# Help/info needed re:Dogs in motorhome in summer please



## SeaAlly (Apr 17, 2010)

I am currently downsizing my motorhome due to financial reasons and the fact that I have a 6berth for just me and my dog. It has air con in the living area as when I bought it as I thought it would be good if I need to go out and leave Ruby during the day when it's hot. I'm struggling to find a 4 berth with air con and as I only got my MH in november I haven't been through summer yet and I just want some advice please from dog/motorhome owners.
Do you leave your dog inside while you go out? Does a motorhome get as hot as a car? Any info would be a great help please as I am in a quandary. I've got a job on a campsite in cornwall and am not sure if I can't find one with air con in the living space whether she'll be ok? 
Thanks


----------



## Rapide561 (Oct 1, 2005)

*Heat*

Hi

The heat build up is not the same as a car. You can open roof vents, and windows, but how secure is that? Open windows to the "night vent" on the sunny side and close the blinds. Do not close blinds without opening the window slightly though.

I have roof aircon and the prime benefactor is the dog!

Russell


----------



## zulurita (May 9, 2005)

We do leave our dog in the mh. All depends on how hot the day is.

Like Russell we close the blinds. We also put the silver screens on the cab windows and that keeps things really cool.

We also bought a silver screen for the heki rooflight. We leave the heki open but if the sun is overhead then quite a bit of heat comes into the mh. Having the silver screen for the heki cuts down a lot of this heat even with the heki open.

If we are on electric, we also have the fan on as we do not have air conditioning in the habitation side.

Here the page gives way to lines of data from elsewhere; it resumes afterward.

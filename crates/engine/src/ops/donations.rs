use uuid::Uuid;

use sea_orm::{QueryFilter, QueryOrder, TransactionTrait, prelude::*, sea_query::Expr};

use crate::{Donation, EngineError, Money, Receipt, ResultEngine, charities, donations};

use super::{
    Engine, charity_not_found, normalize_optional_text, normalize_required_text, with_tx,
};

impl Engine {
    /// Records a donation and raises the charity total by the same amount.
    ///
    /// Both writes share one transaction. The increment runs first and its
    /// affected-row count doubles as the existence check, so the write lock
    /// is taken before anything is read and an unknown charity fails without
    /// any row being written.
    pub async fn donate(
        &self,
        charity_id: Uuid,
        donor: &str,
        amount_usd: Money,
        message: Option<&str>,
    ) -> ResultEngine<Donation> {
        let donor = normalize_required_text(donor, "donor")?;
        let donation = Donation::new(
            charity_id,
            donor,
            amount_usd,
            normalize_optional_text(message),
        )?;
        let model: donations::ActiveModel = (&donation).into();

        with_tx!(self, |db_tx| {
            let increment = charities::Entity::update_many()
                .col_expr(
                    charities::Column::RaisedUsd,
                    Expr::col(charities::Column::RaisedUsd).add(amount_usd.cents()),
                )
                .filter(charities::Column::Id.eq(charity_id))
                .filter(charities::Column::RaisedUsd.lte(i64::MAX - amount_usd.cents()))
                .exec(&db_tx)
                .await?;

            if increment.rows_affected == 0 {
                // Either the charity is missing or its total would overflow.
                let existing = self.require_charity(&db_tx, charity_id).await?;
                return Err(EngineError::Validation(format!(
                    "raised total of charity {} cannot grow past {}",
                    existing.id,
                    Money::new(i64::MAX)
                )));
            }

            model.insert(&db_tx).await?;
            Ok(donation)
        })
    }

    /// Return a donation snapshot from DB.
    pub async fn get_donation(&self, donation_id: Uuid) -> ResultEngine<Donation> {
        with_tx!(self, |db_tx| {
            let model = donations::Entity::find_by_id(donation_id)
                .one(&db_tx)
                .await?
                .ok_or_else(|| donation_not_found(donation_id))?;
            Ok(Donation::from(model))
        })
    }

    /// Lists the donations of one charity, newest first.
    pub async fn donations_for_charity(&self, charity_id: Uuid) -> ResultEngine<Vec<Donation>> {
        with_tx!(self, |db_tx| {
            self.require_charity(&db_tx, charity_id).await?;

            let models = donations::Entity::find()
                .filter(donations::Column::CharityId.eq(charity_id))
                .order_by_desc(donations::Column::Ts)
                .order_by_asc(donations::Column::Id)
                .all(&db_tx)
                .await?;
            Ok(models.into_iter().map(Donation::from).collect::<Vec<_>>())
        })
    }

    /// Loads a donation together with its charity name.
    pub async fn receipt(&self, donation_id: Uuid) -> ResultEngine<Receipt> {
        with_tx!(self, |db_tx| {
            let (donation, charity) = donations::Entity::find_by_id(donation_id)
                .find_also_related(charities::Entity)
                .one(&db_tx)
                .await?
                .ok_or_else(|| donation_not_found(donation_id))?;
            let charity = charity.ok_or_else(|| charity_not_found(donation.charity_id))?;

            Ok(Receipt {
                donation: Donation::from(donation),
                charity_name: charity.name,
            })
        })
    }

    /// Renders the printable receipt of a donation.
    pub async fn generate_receipt(&self, donation_id: Uuid) -> ResultEngine<String> {
        Ok(self.receipt(donation_id).await?.to_string())
    }
}

fn donation_not_found(donation_id: Uuid) -> EngineError {
    EngineError::NotFound(format!("donation {donation_id}"))
}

We have a temp guage inside the mh. If it is too hot for the dog then she is outside. She likes lying under the mh but a crate for the dog is useful.


----------



## erneboy (Feb 8, 2007)

With ventilation and an adequate supply of water all should be fine. To be sure you could buy a min max thermometer so you can nip in and check how hot it gets from time to time, Alan.


----------



## greenasthegrass (Oct 27, 2007)

Depends where you are going to go if you stay in Britain you be fine do we ever get it that hot? ok for the one day a year then dog can go with you if poss.

You could also think about having one fitted I was speaking to a caravan owner last weekend and he had one fitted and had to be on hook up but it was 30 outside and inside was down to 20 degs at night they had to use a duvet!

So perhaps that might be the way forward having one fitted think Dometic do a good one.

If you subscribe you could possibly do a search about Aircon.

HTH

Greenie 

PS I have two dogs and they have stayed in van when its been warm and not suffered any distress at all - I worry about them full stop just leaving them but they seem fine.


----------



## Crindle (Feb 2, 2007)

*Aircon ?*

Hi all......we show dogs and leaving them in the van (max. 2 hrs) is generally okay. When we started some 20 years ago airconditioning in the habitation section to keep them cool on hot days was our no1 priority. However we very quickly became aware that being absent with the air conditioning running came with a risk we were not prepared to take. 
The majority of motorhomes need mains hook up to run the airconditioning you also require all windows vents etc. to be closed for the unit to be fully effective. What happens should the 240 volt mains fail or your mains lead is severed or unpugged in your absence ? The clossited interior of the van now becomes an oven, the very last thing you want, once we realised this we never used the air coditioning again for this purpose. Far better to arrange natural ventilation via open vents and doors and stick to secure sites, at least you can set everything up, safe in the knowledge that it won't change. So our advice would be save on the expense of the aircon. option.......Crindle.


----------



## SeaAlly (Apr 17, 2010)

Hi
Thanks everyone for your responses - they have put my mind at rest a bit. As I'm in the staff/storage part of the campsite it is quite secure so I'll be able to leave all the windows etc vented. As I'm on site too I can check on my breaks and thanks for the thermometer tips - it's on the shopping list  
Thanks again


----------